> Provided records
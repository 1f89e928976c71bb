//! Final model artifacts.
//!
//! Weights go to `<output>/inception_v3_finetuned.mpk` through the compact
//! recorder; the architecture description goes to a separate
//! `<output>/inception_v3_finetuned.json`.

use crate::model::{FineTuneModel, FineTuneModelConfig, LayerGraph, LayerInfo};
use burn::{module::Module, record::CompactRecorder, tensor::backend::Backend};
use finetune_core::{Error, ImageDimensions, OutputConfig, Result, RunConfig, MODEL_NAME};
use serde::{Deserialize, Serialize};
use std::fs;
use std::path::{Path, PathBuf};
use tracing::info;

/// Architecture description written next to the weights
#[derive(Debug, Clone, Serialize, Deserialize, PartialEq)]
pub struct ModelStructure {
    pub model_name: String,
    pub input_shape: ImageDimensions,
    pub head_units: usize,
    pub num_layers: usize,
    /// Index of the first layer trained in phase 2
    pub fine_tune_boundary: usize,
    pub layers: Vec<LayerInfo>,
    pub created_at: String,
}

impl ModelStructure {
    pub fn new(graph: &LayerGraph, config: &RunConfig) -> Self {
        Self {
            model_name: MODEL_NAME.to_string(),
            input_shape: config.data.image_size,
            head_units: config.model.head_units,
            num_layers: graph.len(),
            fine_tune_boundary: config.model.fine_tune_boundary,
            layers: graph.layers().to_vec(),
            created_at: chrono::Utc::now().to_rfc3339(),
        }
    }

    pub fn save(&self, path: &Path) -> Result<()> {
        if let Some(parent) = path.parent() {
            fs::create_dir_all(parent)?;
        }
        let json = serde_json::to_string_pretty(self)?;
        fs::write(path, json)?;
        Ok(())
    }

    pub fn load(path: &Path) -> Result<Self> {
        if !path.exists() {
            return Err(Error::NotFound(format!("Model structure file {path:?}")));
        }
        let json = fs::read_to_string(path)?;
        Ok(serde_json::from_str(&json)?)
    }
}

/// Paths of the persisted model
#[derive(Debug, Clone, Serialize, Deserialize, PartialEq)]
pub struct SavedModel {
    pub weights_file: PathBuf,
    pub structure_file: PathBuf,
}

/// Writes the trained weights and the structure description.
pub fn save_model<B: Backend, M: Module<B>>(
    model: &M,
    graph: &LayerGraph,
    config: &RunConfig,
) -> Result<SavedModel> {
    let output = &config.output;
    fs::create_dir_all(&output.root)?;

    let weights_stem = output.weights_path();
    model
        .clone()
        .save_file(weights_stem.clone(), &CompactRecorder::new())
        .map_err(|e| Error::Model(format!("Failed to save model: {e:?}")))?;
    let weights_file = weights_stem.with_extension("mpk");

    let structure_file = output.structure_path();
    ModelStructure::new(graph, config).save(&structure_file)?;

    info!("Saved weights to {:?}", weights_file);
    info!("Saved model structure to {:?}", structure_file);
    Ok(SavedModel {
        weights_file,
        structure_file,
    })
}

/// Rebuilds the architecture described in `output` and loads its weights.
pub fn load_model<B: Backend>(
    output: &OutputConfig,
    device: &B::Device,
) -> Result<(FineTuneModel<B>, ModelStructure)> {
    let structure = ModelStructure::load(&output.structure_path())?;

    let (model, _) = FineTuneModelConfig::new()
        .with_head_units(structure.head_units)
        .init::<B>(device);
    let model = model
        .load_file(output.weights_path(), &CompactRecorder::new(), device)
        .map_err(|e| Error::Model(format!("Failed to load model weights: {e:?}")))?;

    info!("Loaded {} from {:?}", structure.model_name, output.root);
    Ok((model, structure))
}

#[cfg(test)]
mod tests {
    use super::*;
    use burn::tensor::Tensor;
    use burn_ndarray::NdArray;
    use tempfile::TempDir;

    type TestBackend = NdArray<f32>;

    #[test]
    fn test_save_and_reload_model() -> Result<()> {
        let temp = TempDir::new().unwrap();
        let device = Default::default();

        let mut config = RunConfig::default();
        config.output = OutputConfig::with_root(temp.path().join("output"));
        config.data.image_size = ImageDimensions::new(75, 75, 3);
        config.model.head_units = 16;

        let (mut model, mut graph) = FineTuneModelConfig::new()
            .with_head_units(16)
            .init::<TestBackend>(&device);
        model.unfreeze_from(&mut graph, 249)?;

        let saved = save_model(&model, &graph, &config)?;
        assert!(saved.weights_file.ends_with("inception_v3_finetuned.mpk"));
        assert!(saved.structure_file.ends_with("inception_v3_finetuned.json"));
        assert!(saved.weights_file.exists());
        assert!(saved.structure_file.exists());
        assert_ne!(saved.weights_file, saved.structure_file);

        let (restored, structure) = load_model::<TestBackend>(&config.output, &device)?;
        assert_eq!(structure.num_layers, 314);
        assert_eq!(structure.head_units, 16);
        assert_eq!(structure.input_shape, ImageDimensions::new(75, 75, 3));
        assert!(!structure.layers[248].trainable);
        assert!(structure.layers[249].trainable);

        // The compact recorder stores half precision
        let close = |a: Tensor<TestBackend, 2>, b: Tensor<TestBackend, 2>| {
            let a: Vec<f32> = a.into_data().to_vec().unwrap();
            let b: Vec<f32> = b.into_data().to_vec().unwrap();
            a.len() == b.len() && a.iter().zip(&b).all(|(x, y)| (x - y).abs() <= 1e-3 * x.abs().max(1.0))
        };
        assert!(close(model.dense.weight.val(), restored.dense.weight.val()));
        assert!(close(model.output.weight.val(), restored.output.weight.val()));

        let stem = model.backbone.stem().conv.weight.val().flatten::<2>(0, 2);
        let restored_stem = restored.backbone.stem().conv.weight.val().flatten::<2>(0, 2);
        assert!(close(stem, restored_stem));
        Ok(())
    }

    #[test]
    fn test_missing_structure_file() {
        let temp = TempDir::new().unwrap();
        let output = OutputConfig::with_root(temp.path());
        let result = load_model::<TestBackend>(&output, &Default::default());
        assert!(matches!(result, Err(Error::NotFound(_))));
    }
}
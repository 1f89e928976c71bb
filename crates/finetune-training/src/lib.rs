//! Two-phase transfer learning of InceptionV3 for binary classification.
//!
//! This crate provides:
//! - The InceptionV3 backbone, classification head and layer graph
//! - An epoch runner with RMSprop / SGD and inverse-time decay
//! - Callbacks: early stopping, best-accuracy checkpoints, CSV and scalar logs
//! - Persistence of the final weights and structure
//! - The pipeline driving both phases

pub mod callbacks;
pub mod checkpoint;
pub mod logging;
pub mod lr_schedule;
pub mod model;
pub mod persistence;
pub mod pipeline;
pub mod runner;

pub use callbacks::{CallbackAction, EarlyStopping, EpochCallback};
pub use checkpoint::{BestAccuracyCheckpoint, CheckpointMetadata};
pub use logging::{CsvLogger, ScalarLogger, ScalarRecord};
pub use lr_schedule::{LearningRateScheduler, SchedulerType};
pub use model::{FineTuneModel, FineTuneModelConfig, LayerGraph, LogitsModel};
pub use persistence::{load_model, save_model, ModelStructure, SavedModel};
pub use pipeline::{Pipeline, RunState, RunSummary};
pub use runner::{PhaseOutcome, PhaseRunner};

/// Re-export commonly used types
pub mod prelude {
    pub use super::model::{FineTuneModel, FineTuneModelConfig, LayerGraph};
    pub use super::pipeline::{Pipeline, RunState, RunSummary};
    pub use super::runner::{PhaseOutcome, PhaseRunner};
}
impl<B, M> PhaseRunner<B, M>
where
    B: AutodiffBackend,
    M: AutodiffModule<B> + LogitsModel<B>,
    M::InnerModule: LogitsModel<B::InnerBackend>,
{
    pub fn new(
        phase: TrainingPhase,
        config: PhaseConfig,
        train_steps: usize,
        validation_steps: usize,
        dims: ImageDimensions,
        device: B::Device,
    ) -> Self {
        Self {
            phase,
            config,
            train_steps,
            validation_steps,
            batcher: ImageBatcher::new(dims),
            device,
            callbacks: Vec::new(),
            show_progress: true,
        }
    }

    /// Callbacks run in the order they are added
    pub fn with_callback(mut self, callback: Box<dyn EpochCallback<B, M>>) -> Self {
        self.callbacks.push(callback);
        self
    }

    pub fn with_progress(mut self, show: bool) -> Self {
        self.show_progress = show;
        self
    }

    /// Trains `model` for up to `config.epochs` epochs.
    pub fn run(
        self,
        model: M,
        train: &mut BatchStream,
        validation: &mut BatchStream,
    ) -> Result<PhaseOutcome<M>> {
        info!(
            "Starting {} phase: {} epochs x {} steps, optimizer {}",
            self.phase, self.config.epochs, self.train_steps, self.config.optimizer
        );

        match self.config.optimizer {
            OptimizerConfig::RmsProp { rho, epsilon, .. } => {
                let optimizer = RmsPropConfig::new()
                    .with_alpha(rho)
                    .with_epsilon(epsilon)
                    .init::<B, M>();
                self.run_with(model, optimizer, train, validation)
            }
            OptimizerConfig::Sgd { momentum, .. } => {
                let optimizer = SgdConfig::new()
                    .with_momentum(Some(
                        MomentumConfig::new()
                            .with_momentum(momentum)
                            .with_dampening(0.0),
                    ))
                    .init::<B, M>();
                self.run_with(model, optimizer, train, validation)
            }
        }
    }

    fn run_with<O: Optimizer<M, B>>(
        mut self,
        mut model: M,
        mut optimizer: O,
        train: &mut BatchStream,
        validation: &mut BatchStream,
    ) -> Result<PhaseOutcome<M>> {
        let loss_fn = BinaryCrossEntropyLossConfig::new()
            .with_logits(true)
            .init(&self.device);
        let mut scheduler = LearningRateScheduler::for_optimizer(&self.config.optimizer);
        let mut history = TrainingMetrics::new();
        let mut stopped_early = false;
        let epochs = self.config.epochs;

        for epoch in 0..epochs {
            if self.show_progress {
                println!(
                    "{}",
                    format!("[{}] Epoch {}/{}", self.phase, epoch + 1, epochs)
                        .yellow()
                        .bold()
                );
            }
            let progress = self.progress_bar();
            let mut train_metrics = MetricAccumulator::new();

            for _ in 0..self.train_steps {
                let items = train.next_batch()?;
                let batch: ImageBatch<B> = self.batcher.batch(items, &self.device);
                let batch_size = batch.len();

                let logits = model.logits(batch.images);
                let loss = loss_fn.forward(logits.clone(), batch.targets.clone());
                let loss_value: f64 = loss.clone().into_scalar().elem();
                let correct = count_correct(logits, batch.targets);

                let grads = loss.backward();
                let grads = GradientsParams::from_grads(grads, &model);
                model = optimizer.step(scheduler.get_lr(), model, grads);
                scheduler.step();

                train_metrics.update(loss_value, correct, batch_size);
                progress.set_message(format!(
                    "loss {:.4} acc {:.4}",
                    train_metrics.mean_loss(),
                    train_metrics.accuracy()
                ));
                progress.inc(1);
            }
            progress.finish_and_clear();

            let val_metrics = evaluate(
                &model.valid(),
                validation,
                self.validation_steps,
                &self.batcher,
                &self.device,
            )?;

            let metrics = EpochMetrics {
                epoch,
                loss: train_metrics.mean_loss(),
                accuracy: train_metrics.accuracy(),
                val_loss: val_metrics.mean_loss(),
                val_accuracy: val_metrics.accuracy(),
                learning_rate: scheduler.get_lr(),
            };
            history.add_epoch(metrics);
            info!(
                "Epoch {}: loss={:.4}, acc={:.4}, val_loss={:.4}, val_acc={:.4}, lr={:.3e}",
                epoch + 1,
                metrics.loss,
                metrics.accuracy,
                metrics.val_loss,
                metrics.val_accuracy,
                metrics.learning_rate
            );

            let mut stop = false;
            for callback in self.callbacks.iter_mut() {
                if callback.on_epoch_end(&metrics, &model)? == CallbackAction::Stop {
                    debug!("{} requested stop after epoch {}", callback.name(), epoch + 1);
                    stop = true;
                }
            }
            if stop {
                stopped_early = true;
                break;
            }
        }

        let mut artifacts = Vec::new();
        for callback in self.callbacks.iter_mut() {
            callback.on_train_end()?;
            artifacts.extend(callback.artifacts());
        }

        Ok(PhaseOutcome {
            model,
            history,
            stopped_early,
            iterations: scheduler.iterations(),
            artifacts,
        })
    }

    fn progress_bar(&self) -> ProgressBar {
        if !self.show_progress {
            return ProgressBar::hidden();
        }
        let progress = ProgressBar::new(self.train_steps as u64);
        if let Ok(style) = ProgressStyle::default_bar()
            .template("[{elapsed_precise}] [{bar:40.cyan/blue}] {pos}/{len} steps {msg} ({eta})")
        {
            progress.set_style(style.progress_chars("=>-"));
        }
        progress
    }
}
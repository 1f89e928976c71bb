//! Core types and utilities for two-phase transfer-learning runs.
//!
//! This crate provides the error type, run configuration, epoch metrics,
//! backend aliases and CLI helpers shared by the data and training crates.

pub mod error;
pub mod types;
pub mod config;
pub mod metrics;
pub mod backend;
pub mod cli;

pub use error::{Error, Result};
pub use types::*;
pub use config::*;
pub use metrics::*;
pub use backend::*;
pub use cli::*;

/// Re-export commonly used burn types
pub mod prelude {
    pub use burn::prelude::*;
    pub use crate::error::{Error, Result};
    pub use crate::types::*;
    pub use crate::config::*;
    pub use crate::metrics::*;
    pub use crate::backend::*;
}
mod config;
mod engine;
mod error;
mod executor;
mod models;
mod normalize;
mod planner;
mod platform;
mod rank;
mod routes;
mod strategy;

use std::sync::Arc;

use tokio::net::TcpListener;
use tower_http::trace::TraceLayer;
use tracing::info;

use crate::{
    config::{AppConfig, build_cors_layer},
    engine::YtDlp,
    error::ApiError,
    routes::AppState,
};

#[tokio::main]
async fn main() {
    tracing_subscriber::fmt()
        .with_env_filter(
            std::env::var("RUST_LOG")
                .unwrap_or_else(|_| "media_resolver=info,tower_http=info".to_string()),
        )
        .init();

    if let Err(error) = run().await {
        eprintln!("Server error: {}", error.message);
        std::process::exit(1);
    }
}

async fn run() -> Result<(), ApiError> {
    let config = Arc::new(AppConfig::from_env().await?);
    let engine = YtDlp::new(config.ytdlp_path.clone());
    info!(
        "Using media engine {:?}, downloads staged under {:?}",
        config.ytdlp_path, config.download_dir
    );

    let cors = build_cors_layer(&config.allowed_origins)?;
    let state = AppState {
        config: Arc::clone(&config),
        engine: Arc::new(engine),
    };

    let app = routes::router(state)
        .layer(cors)
        .layer(TraceLayer::new_for_http());

    let addr = config.bind_addr.clone();
    let listener = TcpListener::bind(&addr).await.map_err(|error| {
        ApiError::internal(format!("Could not bind {addr}: {error}"))
    })?;

    info!("Media resolver listening on http://{addr}");

    axum::serve(listener, app)
        .await
        .map_err(|error| ApiError::internal(format!("HTTP server error: {error}")))
}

> Problem requirements
Each line above where the word "CallbackAction" occurs should be returned in full.

> Answer
pub use callbacks::{CallbackAction, EarlyStopping, EpochCallback};
                if callback.on_epoch_end(&metrics, &model)? == CallbackAction::Stop {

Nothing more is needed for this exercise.